Panglima Militer Hamas Tolak Rencana Perdamaian Trump, Bertekad Terus Perangi Israel di Gaza

Panglima militer Hamas tidak menerima rencana perdamaian Trump dan akan terus memerangi Israel di Gaza'. Kepala sayap militer Hamas di Gaza diyakini telah menolak rencana perdamaian Presiden AS Donald Trump untuk mengakhiri perang di Gaza dan bertekad untuk terus memerangi Israel.
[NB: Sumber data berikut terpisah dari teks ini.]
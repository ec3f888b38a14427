//! Error types shared by every adapter.

use std::path::PathBuf;
use thiserror::Error;

/// Result type for adapter operations.
pub type Result<T> = std::result::Result<T, Error>;

/// Errors returned by adapter operations.
///
/// Backend-native failures are carried unmodified in [`Error::Io`] (local
/// filesystem) or [`Error::Backend`] (object store).
#[derive(Debug, Error)]
pub enum Error {
    /// The probed, read, copied or deleted target does not exist.
    #[error("Not found: {path}")]
    NotFound {
        /// Path or key that was looked up.
        path: String,
    },

    /// A copy source or destination is a directory, socket or device.
    #[error("{} is not a regular file", path.display())]
    NotRegularFile {
        /// Resolved path of the offending entry.
        path: PathBuf,
    },

    /// The object store accepted a write but did not confirm it.
    #[error("Integrity check failed for {path}: {reason}")]
    IntegrityFailure {
        /// Key that was written.
        path: String,
        /// What confirmation was missing.
        reason: String,
    },

    /// The path cannot be resolved against the backend root.
    #[error("Invalid path {path:?}: {reason}")]
    InvalidPath {
        /// Path as given by the caller.
        path: String,
        /// Why it was rejected.
        reason: String,
    },

    /// `read_and_delete` read the content but could not delete the file.
    ///
    /// The content is kept so the caller can recover it; the file is still
    /// present in the backend.
    #[error("Read {path} but failed to delete it: {source}")]
    DeleteAfterRead {
        /// Path that was read.
        path: String,
        /// Content returned by the successful read.
        content: Vec<u8>,
        /// Why the delete failed.
        #[source]
        source: Box<Error>,
    },

    /// I/O error from the local filesystem.
    #[error("I/O error: {0}")]
    Io(#[from] std::io::Error),

    /// Error reported by an object-store client.
    #[error("Backend error ({backend}): {message}")]
    Backend {
        /// Name of the client that produced the error.
        backend: String,
        /// Error message from the client.
        message: String,
    },
}

impl Error {
    /// Create a `NotFound` error for a path or key.
    pub fn not_found(path: impl Into<String>) -> Self {
        Self::NotFound { path: path.into() }
    }

    /// Create a `Backend` error.
    pub fn backend(backend: impl Into<String>, message: impl ToString) -> Self {
        Self::Backend {
            backend: backend.into(),
            message: message.to_string(),
        }
    }

    /// Whether this error reports an absent target.
    pub fn is_not_found(&self) -> bool {
        matches!(self, Self::NotFound { .. })
    }

    /// Content that was read before a failed delete, if any.
    pub fn recovered_content(&self) -> Option<&[u8]> {
        match self {
            Self::DeleteAfterRead { content, .. } => Some(content),
            _ => None,
        }
    }
}

#[cfg(test)]
mod tests {
    use super::*;

    #[test]
    fn not_found_is_detected() {
        assert!(Error::not_found("a.txt").is_not_found());
        assert!(!Error::backend("memory", "boom").is_not_found());
    }

    #[test]
    fn recovered_content_only_on_delete_after_read() {
        let err = Error::DeleteAfterRead {
            path: "a.txt".to_string(),
            content: b"data".to_vec(),
            source: Box::new(Error::backend("memory", "denied")),
        };
        assert_eq!(err.recovered_content(), Some(&b"data"[..]));
        assert!(Error::not_found("a.txt").recovered_content().is_none());
    }

    #[test]
    fn display_includes_path() {
        let err = Error::NotRegularFile {
            path: PathBuf::from("/tmp/dev"),
        };
        assert_eq!(err.to_string(), "/tmp/dev is not a regular file");
    }
}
Izz al-Din al-Haddad, yang memainkan peran kunci dalam serangan terhadap Israel pada 7 Oktober 2023, diyakini meyakini kesepakatan itu dirancang untuk menghabisi Hamas, terlepas dari apakah kelompok itu menerimanya atau tidak.
Trump memberi Hamas tenggat waktu tiga hingga empat hari pada hari Selasa untuk menerima rencana perdamaian tersebut, yang telah disetujui oleh Israel, dan memperingatkan 'akhir yang sangat menyedihkan' jika kelompok itu menolak proposal tersebut.
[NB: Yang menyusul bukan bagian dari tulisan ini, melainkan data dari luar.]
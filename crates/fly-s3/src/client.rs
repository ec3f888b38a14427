//! Object-store client seam.

use fly_core::Result;

/// Response to a successful put.
#[derive(Debug, Clone, Default, PartialEq, Eq)]
pub struct PutObjectOutput {
    /// Integrity tag assigned by the store, if it returned one.
    pub etag: Option<String>,
}

/// Object body and metadata returned by a get.
#[derive(Debug, Clone, Default, PartialEq, Eq)]
pub struct GetObjectOutput {
    pub body: Vec<u8>,
    pub content_type: Option<String>,
}

/// Object metadata returned by a head request.
#[derive(Debug, Clone, Default, PartialEq, Eq)]
pub struct HeadObjectOutput {
    pub content_type: Option<String>,
    pub content_length: Option<u64>,
    pub etag: Option<String>,
}

/// Minimal object-store API used by [`S3Adapter`](crate::S3Adapter).
///
/// Implementations must report a missing object as
/// [`fly_core::Error::NotFound`] and any other failure as
/// [`fly_core::Error::Backend`]. Deleting a missing key may succeed.
#[async_trait::async_trait]
pub trait ObjectStoreClient: Send + Sync {
    /// Upload a complete object in one request.
    async fn put_object(
        &self,
        bucket: &str,
        key: &str,
        body: Vec<u8>,
        content_type: Option<&str>,
    ) -> Result<PutObjectOutput>;

    /// Fetch a complete object.
    async fn get_object(&self, bucket: &str, key: &str) -> Result<GetObjectOutput>;

    /// Fetch object metadata without the body.
    async fn head_object(&self, bucket: &str, key: &str) -> Result<HeadObjectOutput>;

    /// Remove an object.
    async fn delete_object(&self, bucket: &str, key: &str) -> Result<()>;

    /// Server-side copy of `bucket/src_key` to `bucket/dst_key`.
    async fn copy_object(&self, bucket: &str, src_key: &str, dst_key: &str) -> Result<()>;
}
Baca Juga: Tuduh TikTok Kerja Sama Partai Komunis, AS Akan "Ban" TikTok
Hamas/Foto: tangkap layar
20 Poin Perdamaian Gaza: Hamas harus Lucuti Senjata
Rencana 20 poin tersebut menetapkan bahwa kelompok militan Islam tersebut harus melucuti senjata, membebaskan para sandera dalam waktu 72 jam, dan menyetujui gencatan senjata.
Baca Juga: Vokalis The Strokes Kena Sensor Gegara Nyanyi Soal Intifada dan Palestina di TV
Kesepakatan ini menuntut Israel untuk membebaskan sejumlah tahanan Palestina dan menarik diri dari Jalur Gaza, untuk memungkinkan pembentukan pemerintahan transisi yang dipimpin oleh badan internasional - yang berarti Hamas tidak akan memiliki kekuasaan di wilayah kantong tersebut di masa mendatang.
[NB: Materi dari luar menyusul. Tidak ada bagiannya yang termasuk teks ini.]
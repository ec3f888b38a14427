//! Facade over a single adapter.

use crate::config::{BackendConfig, ConfigError, FlyConfig};
use fly_core::{Adapter, CreateDirOptions, Result, WriteOptions};
use fly_local::LocalAdapter;
use fly_s3::{BucketClient, S3Adapter};
use std::fmt;
use std::sync::Arc;

/// Storage-agnostic filesystem.
///
/// Forwards every operation to the adapter it was built with, options
/// included. Cloning is cheap and shares the adapter.
#[derive(Clone)]
pub struct Filesystem {
    adapter: Arc<dyn Adapter>,
    backend: &'static str,
}

impl Filesystem {
    /// Wrap a concrete adapter.
    pub fn new<A: Adapter + 'static>(adapter: A) -> Self {
        Self {
            adapter: Arc::new(adapter),
            backend: std::any::type_name::<A>(),
        }
    }

    /// Build the adapter a configuration describes.
    pub fn from_config(config: &FlyConfig) -> std::result::Result<Self, ConfigError> {
        config.validate()?;

        let fs = match &config.backend {
            BackendConfig::Local { root } => Self::new(LocalAdapter::new(root)),
            BackendConfig::S3(s3) => {
                let client = BucketClient::from_settings(&s3.bucket_settings())?;
                let adapter = S3Adapter::new(Arc::new(client), &s3.bucket).with_prefix(&s3.prefix);
                Self::new(adapter)
            }
        };
        Ok(fs)
    }

    /// The wrapped adapter.
    pub fn adapter(&self) -> &dyn Adapter {
        self.adapter.as_ref()
    }

    /// Type name of the wrapped adapter, for diagnostics.
    pub fn backend_name(&self) -> &'static str {
        self.backend
    }
}

impl fmt::Debug for Filesystem {
    fn fmt(&self, f: &mut fmt::Formatter<'_>) -> fmt::Result {
        f.debug_struct("Filesystem")
            .field("backend", &self.backend)
            .finish()
    }
}

#[async_trait::async_trait]
impl Adapter for Filesystem {
    async fn create_dir(&self, path: &str, options: &CreateDirOptions) -> Result<()> {
        self.adapter.create_dir(path, options).await
    }

    async fn copy(&self, src: &str, dst: &str) -> Result<()> {
        self.adapter.copy(src, dst).await
    }

    async fn delete(&self, path: &str) -> Result<()> {
        self.adapter.delete(path).await
    }

    async fn delete_dir(&self, path: &str) -> Result<()> {
        self.adapter.delete_dir(path).await
    }

    async fn has(&self, path: &str) -> Result<bool> {
        self.adapter.has(path).await
    }

    async fn has_dir(&self, path: &str) -> Result<bool> {
        self.adapter.has_dir(path).await
    }

    async fn mime_type(&self, path: &str) -> Result<String> {
        self.adapter.mime_type(path).await
    }

    async fn read(&self, path: &str) -> Result<Vec<u8>> {
        self.adapter.read(path).await
    }

    async fn write(&self, path: &str, contents: &[u8], options: &WriteOptions) -> Result<()> {
        self.adapter.write(path, contents, options).await
    }

    async fn read_and_delete(&self, path: &str) -> Result<Vec<u8>> {
        self.adapter.read_and_delete(path).await
    }

    async fn rename(&self, src: &str, dst: &str) -> Result<()> {
        self.adapter.rename(src, dst).await
    }
}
Hal ini tidak dapat diterima oleh al-Haddad, menurut BBC, yang bertekad untuk terus berjuang.
Hamas Terpecah
Diperkirakan anggota Hamas terpecah pendapatnya tentang penerimaan kesepakatan tersebut, dengan beberapa anggota kepemimpinan politiknya di Qatar siap untuk menyetujuinya sambil menunggu amandemen.
Namun, para pejabat tidak memiliki pengaruh yang berarti dalam keputusan tersebut, karena mereka tidak memiliki kendali atas para sandera yang ditawan oleh kelompok tersebut.
Sekitar 48 sandera masih berada di Gaza, sekitar 20 di antaranya diyakini masih hidup.
Kewajiban untuk membebaskan semua sandera dalam waktu 72 jam dipahami sebagai batu sandungan bagi kelompok teroris tersebut, karena langkah tersebut akan melenyapkan satu-satunya alat tawar mereka.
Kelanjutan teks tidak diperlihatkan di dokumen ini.